How to monitor the signal strength

Hello everyone,

I am currently trying to monitor the signal strength of wireless devices on MikroTik in real time and output the records into a text file or table (CSV format). My approach is to use a script to periodically collect information from the wireless registry (including signal strength, TX/RX rate, etc.), and then append the data to the log file. But I found that when the log file size reaches about 4082B, the log record stops updating and no new data is appended.
The current question is: How to monitor the signal strength of wireless devices in real time and output the records stably into a text or table file?

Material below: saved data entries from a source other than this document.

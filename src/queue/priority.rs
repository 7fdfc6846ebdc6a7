//! N 级优先级队列
//!
//! 两个或更多优先级类，各自有独立的 FIFO 和容量。准入时包的 `Priority`
//! 选中它的类；类满则丢弃。服务时总是从最高优先级的非空类里出队。

use std::collections::VecDeque;

use crate::net::{Packet, Priority};

use super::QueueDiscipline;

struct Class {
    q: VecDeque<Packet>,
    max_bytes: u64,
    bytes: u64,
}

impl Class {
    fn new(max_bytes: u64) -> Self {
        Self {
            q: VecDeque::new(),
            max_bytes,
            bytes: 0,
        }
    }
}

/// 类按 `Priority::Hi, Mid, Lo, None` 的顺序排列（索引 0 最先被服务）。
pub struct PriorityQueue {
    classes: Vec<Class>,
    num_drops: u64,
}

const CLASS_ORDER: [Priority; 4] = [Priority::Hi, Priority::Mid, Priority::Lo, Priority::None];

impl PriorityQueue {
    /// `max_bytes_per_class` 必须和 `CLASS_ORDER` 对齐（4 个元素：Hi/Mid/Lo/None）。
    pub fn new(max_bytes_per_class: [u64; 4]) -> Self {
        Self {
            classes: max_bytes_per_class.into_iter().map(Class::new).collect(),
            num_drops: 0,
        }
    }

    fn class_index(prio: Priority) -> usize {
        CLASS_ORDER.iter().position(|&p| p == prio).unwrap_or(3)
    }

    pub fn num_drops(&self) -> u64 {
        self.num_drops
    }
}

impl QueueDiscipline for PriorityQueue {
    fn admit(&mut self, pkt: Packet, _queue_bytes_before: u64, _max_bytes: u64) -> Result<(), Packet> {
        let idx = Self::class_index(pkt.kind.priority());
        let class = &mut self.classes[idx];
        if class.bytes.saturating_add(pkt.size as u64) > class.max_bytes {
            self.num_drops += 1;
            return Err(pkt);
        }
        class.bytes += pkt.size as u64;
        class.q.push_back(pkt);
        Ok(())
    }

    fn pop_next(&mut self) -> Option<Packet> {
        for class in &mut self.classes {
            if let Some(pkt) = class.q.pop_front() {
                class.bytes = class.bytes.saturating_sub(pkt.size as u64);
                return Some(pkt);
            }
        }
        None
    }

    fn len(&self) -> usize {
        self.classes.iter().map(|c| c.q.len()).sum()
    }

    fn bytes(&self) -> u64 {
        self.classes.iter().map(|c| c.bytes).sum()
    }

    fn peek_next(&self) -> Option<&Packet> {
        self.classes.iter().find_map(|c| c.q.front())
    }
}

#[cfg(test)]
mod tests {
    use super::*;
    use crate::net::{PacketKind, PacketPool, Route};

    #[test]
    fn hi_priority_drains_before_lo() {
        let mut q = PriorityQueue::new([9000, 9000, 9000, 9000]);
        let mut pool = PacketPool::default();

        let mut data = pool.alloc(PacketKind::TcpData);
        data.size = 1000;
        data.set_route(Route::new(Vec::new()));
        q.admit(data, 0, 0).unwrap();

        let mut ack = pool.alloc(PacketKind::TcpAck);
        ack.size = 40;
        ack.set_route(Route::new(Vec::new()));
        q.admit(ack, 0, 0).unwrap();

        let first = q.pop_next().unwrap();
        assert_eq!(first.kind, PacketKind::TcpAck);
    }
}
//! 队列纪律（queue disciplines）
//!
//! `QueueDiscipline` 是子类要实现的最小接口：入队时决定准入/丢弃，出队时
//! 决定服务顺序。公共的排空时间计算、忙时利用率跟踪、以及把纪律接到调度器
//! 上的自驱动逻辑都由 [`QueueSink`] 统一承担——这样每个纪律只需要回答"收到
//! 这个包要不要、现在该送走哪个"，不需要重新实现调度接线。

mod composite_priority;
mod ecn;
mod ecn_priority;
mod fifo;
mod priority;
mod random_drop;
mod sink;
mod utilization;

pub use composite_priority::CompositePriorityQueue;
pub use ecn::EcnQueue;
pub use ecn_priority::EcnPriorityQueue;
pub use fifo::FifoQueue;
pub use priority::PriorityQueue;
pub use random_drop::RandomDropQueue;
pub use sink::QueueSink;
pub use utilization::UtilizationTracker;

use crate::net::Packet;

pub const DEFAULT_PKT_BYTES: u64 = 1500;

pub fn mem_from_pkt(pkts: u64) -> u64 {
    pkts.saturating_mul(DEFAULT_PKT_BYTES)
}

/// 一个队列纪律看到的最小世界：admission + 出队顺序。字节记账、忙时跟踪、
/// 与调度器打交道全部由 `QueueSink` 负责，纪律实现不必关心。
pub trait QueueDiscipline {
    /// 准入 + 入队。返回 `Err(pkt)` 表示被丢弃（调用方负责统计/归还池）。
    fn admit(&mut self, pkt: Packet, queue_bytes_before: u64, max_bytes: u64) -> Result<(), Packet>;
    /// 出队下一个要服务的包（若非空）。
    fn pop_next(&mut self) -> Option<Packet>;
    /// 当前排队的包数与字节数（跨所有内部子队列求和）。
    fn len(&self) -> usize;
    fn bytes(&self) -> u64;
    /// 窥视下一个将被服务的包（用于计算 `drain_time`），不出队。
    fn peek_next(&self) -> Option<&Packet>;
}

The following is the script content:
:local fileName "wifi_signal_log.csv";
:local currentTime [/system clock get time];
:local currentDate [/system clock get date];
:local logEntry "";

:if ([:len [/file find name=$fileName]] > 0) do={
/file print file=$fileName;
/file set $fileName contents="Date,Time,MAC Address,Signal Strength (dBm),Uptime\r\n";
}

:local existingContent [/file get $fileName contents];

MAC TX RX

:foreach i in=[/interface wireless registration-table find] do={
:local MacAddress [/interface wireless registration-table get $i mac-address];
:local SignalStrength [/interface wireless registration-table get $i signal-strength];
:local Uptime [/interface wireless registration-table get $i uptime];

CSV

:set logEntry ($currentDate . "," . $currentTime . "," . $MacAddress . "," . $SignalStrength . "," . $Uptime . "\r\n");

:local existingContent [/file get $fileName contents];
/file set $fileName contents=($existingContent . $logEntry);
}

try using dude
dude-signal.png

Mikrotik has some pretty restrictive conditions on working with files. There is no way to “append” to a file, they suggest you read in the entire file, then add your new info. Unfortunately “file get” has a hard limit of 60kB , so you would have to use “file read” and get it in chunks. This is a bit tricky.

It is probably better to either use the Mikrotik tools like @panisk0 has pointed out, or grab the data from a server running a general purpose operating system that handles files better. This is fairly easily done remotely using the REST API. Even better use a system that sends the data into a time series DB for graphing. I haven’t looked lately, but things like Zabbix used to take care of this and are fairly easy to set up using Docker.